Le vecteur aérien doit quant à lui présenter une autonomie en vol de 30 min et supporter au minimum un vent de force 6 (±40 km/h). Son module d’observation devra permettre de détecter un véhicule à 500 m et d’identifier une personne armée à 150 m grâce à la voie jour, et de détecter un homme à 50 m avec la voie nuit. Le drone aérien sera rechargé au moyen de la station d’accueil installée sur le robot terrestre, de préférence par induction. Les phases de décollage et d’atterrissage seront réalisées de manière automatique, une fois le robot à l’arrêt.

 

Le cahier des charges mentionne par ailleurs la possibilité pour les industriels de proposer « des effecteurs » pour de la simulation non-pyrotechnique.

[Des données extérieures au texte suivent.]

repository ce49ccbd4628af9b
pub mod commands;
pub mod handlers;
pub mod output;
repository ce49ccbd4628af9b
use std::ops::Range;

use regex::Regex;

use crate::model::trip::{Activity, Trip};

/// Which field of a trip or activity matched
#[derive(Debug, Clone, PartialEq, Eq)]
pub enum MatchField {
    Destination,
    Title,
    Provider,
    Notes,
}

/// A search hit for a trip or activity field.
///
/// `activity_id` is `None` for destination hits, which belong to the trip
/// itself rather than to any activity.
#[derive(Debug, Clone)]
pub struct SearchHit {
    pub trip_id: String,
    pub activity_id: Option<String>,
    pub field: MatchField,
    pub spans: Vec<Range<usize>>,
}

/// Collect all non-overlapping match byte-ranges for a regex in the given text.
fn find_matches(re: &Regex, text: &str) -> Vec<Range<usize>> {
    re.find_iter(text).map(|m| m.start()..m.end()).collect()
}

// ---------------------------------------------------------------------------
// Trip search
// ---------------------------------------------------------------------------

/// Search trips and their activities.
///
/// If `trip_filter` is `Some`, only the trip with that id is searched. If
/// `None`, every trip is searched.
pub fn search_trips(trips: &[Trip], re: &Regex, trip_filter: Option<&str>) -> Vec<SearchHit> {
    let mut hits = Vec::new();

    for trip in trips {
        if let Some(filter) = trip_filter
            && trip.id != filter
        {
            continue;
        }

        // Destination
        let spans = find_matches(re, &trip.destination);
        if !spans.is_empty() {
            hits.push(SearchHit {
                trip_id: trip.id.clone(),
                activity_id: None,
                field: MatchField::Destination,
                spans,
            });
        }

        for activity in &trip.activities {
            search_activity(re, activity, &trip.id, &mut hits);
        }
    }

    hits
}

/// Search a single activity's text fields.
fn search_activity(re: &Regex, activity: &Activity, trip_id: &str, hits: &mut Vec<SearchHit>) {
    // Title
    let spans = find_matches(re, &activity.title);
    if !spans.is_empty() {
        hits.push(SearchHit {
            trip_id: trip_id.to_string(),
            activity_id: Some(activity.id.clone()),
            field: MatchField::Title,
            spans,
        });
    }

    // Provider
    if let Some(provider) = &activity.provider {
        let spans = find_matches(re, provider);
        if !spans.is_empty() {
            hits.push(SearchHit {
                trip_id: trip_id.to_string(),
                activity_id: Some(activity.id.clone()),
                field: MatchField::Provider,
                spans,
            });
        }
    }

    // Notes
    if let Some(notes) = &activity.notes {
        let spans = find_matches(re, notes);
        if !spans.is_empty() {
            hits.push(SearchHit {
                trip_id: trip_id.to_string(),
                activity_id: Some(activity.id.clone()),
                field: MatchField::Notes,
                spans,
            });
        }
    }
}

// ---------------------------------------------------------------------------
// Tests
// ---------------------------------------------------------------------------
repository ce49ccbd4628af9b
use indexmap::IndexMap;

use crate::model::trip::{Activity, Trip};

// ---------------------------------------------------------------------------
// Derived itinerary views
// ---------------------------------------------------------------------------

/// Case-insensitive substring filter over activity titles. An empty term
/// keeps everything.
pub fn filter_by_title<'a>(activities: &'a [Activity], term: &str) -> Vec<&'a Activity> {
    if term.is_empty() {
        return activities.iter().collect();
    }
    let needle = term.to_lowercase();
    activities
        .iter()
        .filter(|a| a.title.to_lowercase().contains(&needle))
        .collect()
}

/// Stable sort by date ascending. Dates are `YYYY-MM-DD`, so string order
/// is date order; same-day entries keep their relative order.
pub fn sort_by_date(mut activities: Vec<&Activity>) -> Vec<&Activity> {
    activities.sort_by(|a, b| a.date.cmp(&b.date));
    activities
}

/// Group a date-sorted list into buckets keyed by exact date string.
/// Buckets appear in first-seen order; entries keep their order.
pub fn group_by_date<'a>(sorted: &[&'a Activity]) -> IndexMap<String, Vec<&'a Activity>> {
    let mut groups: IndexMap<String, Vec<&Activity>> = IndexMap::new();
    for &activity in sorted {
        groups
            .entry(activity.date.clone())
            .or_default()
            .push(activity);
    }
    groups
}

/// The rendered itinerary: filter, then sort, then group by day
pub fn itinerary<'a>(trip: &'a Trip, filter: &str) -> IndexMap<String, Vec<&'a Activity>> {
    let filtered = filter_by_title(&trip.activities, filter);
    let sorted = sort_by_date(filtered);
    group_by_date(&sorted)
}

// ---------------------------------------------------------------------------
// Summary statistics
// ---------------------------------------------------------------------------

/// Cost and completion summary for one trip. Always covers every activity,
/// whatever filter the display applies.
#[derive(Debug, Default, PartialEq)]
pub struct TripStats {
    pub total_cost: f64,
    pub completed: usize,
    pub total: usize,
}

pub fn trip_stats(trip: &Trip) -> TripStats {
    let mut stats = TripStats::default();
    for activity in &trip.activities {
        stats.total_cost += activity.cost;
        stats.total += 1;
        if activity.completed {
            stats.completed += 1;
        }
    }
    stats
}

// ---------------------------------------------------------------------------
// Tests
// ---------------------------------------------------------------------------
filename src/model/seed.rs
use super::trip::{Activity, Category, Trip};

/// Sample trips written by `vy init` and used as the read-failure default
/// for the trip store.
pub fn starter_trips() -> Vec<Trip> {
    vec![new_york(), mexico_city(), miami(), san_juan()]
}

fn act(
    id: &str,
    date: &str,
    title: &str,
    cost: f64,
    category: Category,
    time_start: Option<&str>,
    time_end: Option<&str>,
    provider: Option<&str>,
) -> Activity {
    Activity {
        id: id.to_string(),
        date: date.to_string(),
        title: title.to_string(),
        cost,
        category,
        time_start: time_start.map(String::from),
        time_end: time_end.map(String::from),
        provider: provider.map(String::from),
        notes: None,
        completed: false,
    }
}

fn new_york() -> Trip {
    Trip {
        id: "trip_ny_2026".to_string(),
        destination: "New York".to_string(),
        cover_image: "https://picsum.photos/seed/newyork/1200/800".to_string(),
        start_date: "2026-01-30".to_string(),
        end_date: "2026-02-09".to_string(),
        currency: "USD".to_string(),
        activities: vec![
            act(
                "ny_1",
                "2026-01-30",
                "Flight SDQ - EWR",
                116.50,
                Category::Flight,
                Some("06:10"),
                Some("09:30"),
                Some("Arajet"),
            ),
            act(
                "ny_2",
                "2026-01-30",
                "NJ Transit + AirTrain",
                13.25,
                Category::Transport,
                Some("10:00"),
                Some("11:00"),
                Some("Public transit"),
            ),
            act(
                "ny_3",
                "2026-01-30",
                "HI NYC Hostel",
                77.00,
                Category::Lodging,
                None,
                None,
                Some("Booking"),
            ),
            act(
                "ny_4",
                "2026-01-30",
                "Times Square + Rockefeller walk",
                0.0,
                Category::Activity,
                None,
                None,
                None,
            ),
            act(
                "ny_5",
                "2026-01-30",
                "Lunch at 2 Bros Pizza",
                9.02,
                Category::Food,
                None,
                None,
                None,
            ),
            act(
                "ny_6",
                "2026-01-30",
                "Central Park walk",
                0.0,
                Category::Activity,
                None,
                None,
                None,
            ),
            act(
                "ny_7",
                "2026-02-09",
                "Flight MIA - SDQ",
                116.50,
                Category::Flight,
                None,
                None,
                None,
            ),
        ],
    }
}

fn mexico_city() -> Trip {
    Trip {
        id: "trip_mex_2026".to_string(),
        destination: "Mexico City".to_string(),
        cover_image: "https://picsum.photos/seed/mexico/1200/800".to_string(),
        start_date: "2026-11-24".to_string(),
        end_date: "2026-11-30".to_string(),
        currency: "USD".to_string(),
        activities: vec![
            act(
                "mx_1",
                "2026-11-24",
                "Flight SDQ - NLU",
                189.11,
                Category::Flight,
                Some("22:44"),
                None,
                Some("Arajet"),
            ),
            act(
                "mx_2",
                "2026-11-24",
                "Transfer NLU - Polanco",
                18.00,
                Category::Transport,
                None,
                None,
                None,
            ),
            act(
                "mx_3",
                "2026-11-24",
                "Check-in Airbnb Polanco",
                288.00,
                Category::Lodging,
                None,
                None,
                None,
            ),
            act(
                "mx_4",
                "2026-11-25",
                "Centro Histórico + Bellas Artes",
                10.00,
                Category::Culture,
                None,
                None,
                None,
            ),
            act(
                "mx_5",
                "2026-11-25",
                "Xochimilco trajinera ride",
                25.00,
                Category::Excursion,
                None,
                None,
                None,
            ),
            act(
                "mx_6",
                "2026-11-26",
                "Frida Kahlo Museum (Coyoacán)",
                15.00,
                Category::Culture,
                None,
                None,
                None,
            ),
        ],
    }
}

fn miami() -> Trip {
    Trip {
        id: "trip_mia_2026".to_string(),
        destination: "Miami".to_string(),
        cover_image: "https://picsum.photos/seed/miami/1200/800".to_string(),
        start_date: "2026-02-27".to_string(),
        end_date: "2026-03-01".to_string(),
        currency: "USD".to_string(),
        activities: vec![
            act(
                "mia_1",
                "2026-02-27",
                "Flight SDQ - Fort Lauderdale",
                74.25,
                Category::Flight,
                Some("16:27"),
                Some("17:56"),
                Some("JetBlue"),
            ),
            act(
                "mia_2",
                "2026-02-27",
                "Uber FLL to Pembroke Pines",
                33.95,
                Category::Transport,
                Some("18:30"),
                Some("19:05"),
                Some("Uber"),
            ),
            act(
                "mia_3",
                "2026-02-28",
                "Breakfast at Starbucks",
                10.00,
                Category::Food,
                Some("08:00"),
                None,
                None,
            ),
            act(
                "mia_4",
                "2026-02-28",
                "Bayside Marketplace & Metromover",
                0.0,
                Category::Activity,
                None,
                None,
                None,
            ),
            act(
                "mia_5",
                "2026-02-28",
                "Lunch at La Camaronera",
                18.00,
                Category::Food,
                None,
                None,
                None,
            ),
        ],
    }
}

fn san_juan() -> Trip {
    Trip {
        id: "trip_sj_2026".to_string(),
        destination: "San Juan".to_string(),
        cover_image: "https://picsum.photos/seed/sanjuan/1200/800".to_string(),
        start_date: "2026-01-24".to_string(),
        end_date: "2026-01-28".to_string(),
        currency: "USD".to_string(),
        activities: vec![
            act(
                "sj_1",
                "2026-01-24",
                "Flight SDQ - SJU",
                102.70,
                Category::Flight,
                Some("15:30"),
                Some("16:39"),
                Some("Arajet"),
            ),
            act(
                "sj_2",
                "2026-01-24",
                "Uber airport to Navona Studios",
                17.53,
                Category::Transport,
                None,
                None,
                Some("Uber"),
            ),
            act(
                "sj_3",
                "2026-01-24",
                "Navona Studios",
                240.00,
                Category::Lodging,
                None,
                None,
                None,
            ),
            act(
                "sj_4",
                "2026-01-24",
                "Old San Juan walk",
                0.0,
                Category::Activity,
                None,
                None,
                None,
            ),
            act(
                "sj_5",
                "2026-01-24",
                "Traditional lunch",
                15.00,
                Category::Food,
                None,
                None,
                None,
            ),
        ],
    }
}
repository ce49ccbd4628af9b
use std::fs;
use std::io::{self, Write};
use std::path::Path;

use tempfile::NamedTempFile;

use crate::model::seed::starter_trips;
use crate::model::trip::Trip;

/// File holding the serialized trip collection
pub const TRIPS_FILE: &str = "trips.json";

/// Read trips.json from the voyage directory. Absent, unreadable, or
/// malformed content all read as `None`.
pub fn read_trips(data_dir: &Path) -> Option<Vec<Trip>> {
    let path = data_dir.join(TRIPS_FILE);
    let content = fs::read_to_string(&path).ok()?;
    serde_json::from_str(&content).ok()
}

/// Read trips.json, substituting the starter trips when nothing usable
/// is stored. A stored empty list is usable and loads as empty.
pub fn load_trips(data_dir: &Path) -> Vec<Trip> {
    read_trips(data_dir).unwrap_or_else(starter_trips)
}

/// Write trips.json. Goes through a temp file in the same directory so a
/// crashed write never leaves a truncated collection behind.
pub fn write_trips(data_dir: &Path, trips: &[Trip]) -> io::Result<()> {
    let path = data_dir.join(TRIPS_FILE);
    let content = serde_json::to_string_pretty(trips)?;
    atomic_write(&path, content.as_bytes())
}

/// Write trips.json, logging instead of failing. The in-memory state stays
/// authoritative for the session when persistence is unavailable.
pub fn save_trips(data_dir: &Path, trips: &[Trip]) {
    if let Err(e) = write_trips(data_dir, trips) {
        eprintln!("warning: could not save trips: {}", e);
    }
}

fn atomic_write(path: &Path, content: &[u8]) -> io::Result<()> {
    let dir = path.parent().unwrap_or(Path::new("."));
    let mut tmp = NamedTempFile::new_in(dir)?;
    tmp.write_all(content)?;
    tmp.flush()?;
    tmp.persist(path).map_err(|e| e.error)?;
    Ok(())
}
// ---------------------------------------------------------------------------
// Helpers
// ---------------------------------------------------------------------------

fn load_workspace_cwd() -> Result<Workspace, WorkspaceError> {
    let start = match PLANNER_DIR_OVERRIDE.lock().unwrap().as_ref() {
        Some(dir) => dir.clone(),
        None => std::env::current_dir().map_err(WorkspaceError::IoError)?,
    };
    let root = workspace_io::discover_workspace(&start)?;
    workspace_io::load_workspace(&root)
}

/// Build a planner session from a loaded workspace, restoring the
/// remembered trip selection.
fn start_session(workspace: &Workspace) -> Planner {
    let remembered = state::read_session(&workspace.data_dir).and_then(|s| s.active_trip);
    Planner::resume(
        workspace.trips.clone(),
        remembered.as_deref(),
        workspace.config.defaults.clone(),
        NoticeQueue::new(),
    )
}

/// Write the session's trips and selection back to the planner directory.
/// Both writes are best-effort.
fn persist_session(workspace: &Workspace, planner: Planner) {
    let (trips, active_trip) = planner.into_parts();
    store::save_trips(&workspace.data_dir, &trips);
    state::save_session(&workspace.data_dir, &SessionState { active_trip });
}

/// Resolve a trip argument to a trip id. Accepts an exact id or a
/// destination name (case-insensitive); an ambiguous destination is an
/// error naming the candidates.
fn resolve_trip(trips: &[Trip], arg: &str) -> Result<String, Box<dyn std::error::Error>> {
    if let Some(trip) = trips.iter().find(|t| t.id == arg) {
        return Ok(trip.id.clone());
    }
    let needle = arg.to_lowercase();
    let matches: Vec<&Trip> = trips
        .iter()
        .filter(|t| t.destination.to_lowercase() == needle)
        .collect();
    match matches.as_slice() {
        [] => Err(format!("trip not found: {}", arg).into()),
        [trip] => Ok(trip.id.clone()),
        several => {
            let ids: Vec<&str> = several.iter().map(|t| t.id.as_str()).collect();
            Err(format!("'{}' is ambiguous (candidates: {})", arg, ids.join(", ")).into())
        }
    }
}

/// The trip a command should act on: an explicit --trip argument, or the
/// active trip.
fn target_trip_id(
    planner: &Planner,
    arg: Option<&str>,
) -> Result<String, Box<dyn std::error::Error>> {
    match arg {
        Some(arg) => resolve_trip(planner.trips(), arg),
        None => planner
            .active_id()
            .map(str::to_string)
            .ok_or_else(|| "no active trip (create one with `vy trip new`)".into()),
    }
}

/// Find which trip an activity id belongs to.
fn find_activity_trip<'a>(trips: &'a [Trip], activity_id: &str) -> Option<&'a Trip> {
    trips
        .iter()
        .find(|t| t.activities.iter().any(|a| a.id == activity_id))
}

/// Shared output for mutating commands: an id line plus the drained
/// notifications, or a JSON envelope of the two.
fn render_mutation(
    id: Option<&str>,
    notices: &[Notice],
    json: bool,
) -> Result<(), Box<dyn std::error::Error>> {
    if json {
        let output = MutationJson {
            id: id.map(str::to_string),
            notices: notices.iter().map(notice_to_json).collect(),
        };
        println!("{}", serde_json::to_string_pretty(&output)?);
    } else {
        if let Some(id) = id {
            println!("{}", id);
        }
        for notice in notices {
            println!("{}", format_notice(notice));
        }
    }
    Ok(())
}
pub mod cli;
pub mod io;
pub mod model;
pub mod notify;
pub mod ops;
pub mod util;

En d’autres termes, le robot est susceptible d’embarquer d’autres « dispositifs » que le seul drone aérien, qui permettront à l’opérateur de traiter à distance une situation potentiellement menaçante. Les propositions industrielles sont attendues pour le 25 octobre au plus tard.

 

L’armée de Terre est loin d’en être à son coup d’essai en matière d’expérimentation de systèmes autonomes terrestres. Lancé en septembre 2018, ce programme s’est cristallisé sept mois plus tard lors d’une première série de tests menés au CENZUB de Sissonne. Durant plusieurs jours, les opérationnels ont pu évaluer une poignée de systèmes différents lors de phases tactiques. Fort de ces premiers résultats encourageants, la DGA projette maintenant de déployer cinq robots mule en 2020 au sein de l’opération Barkhane pour une durée de quatre à six mois. Une première, éventuellement suivie « d’autres expérimentations (…) pendant la durée du marché, » précisait la DGA dans un avis publié en juillet.

 

Ce déploiement, de même que l’EVTA à venir, permettront à la France de conserver sa place dans le peloton de tête des pays européens expérimentateurs, essentiellement composé des Pays-Bas, du Royaume-Uni et de l’Estonie, première nation européenne à évaluer un drone terrestre lourd sur un théâtre d’opération. Les scénarios évoqués dans l’EVTA ne sont d’ailleurs pas sans rappeler ceux étudiés par l’Estonie sur le robot THeMIS, évalué avec le drone aérien KX4-LE Titan de Threod Systems par le contingent estonien déployé au Mali en soutien de Barkhane.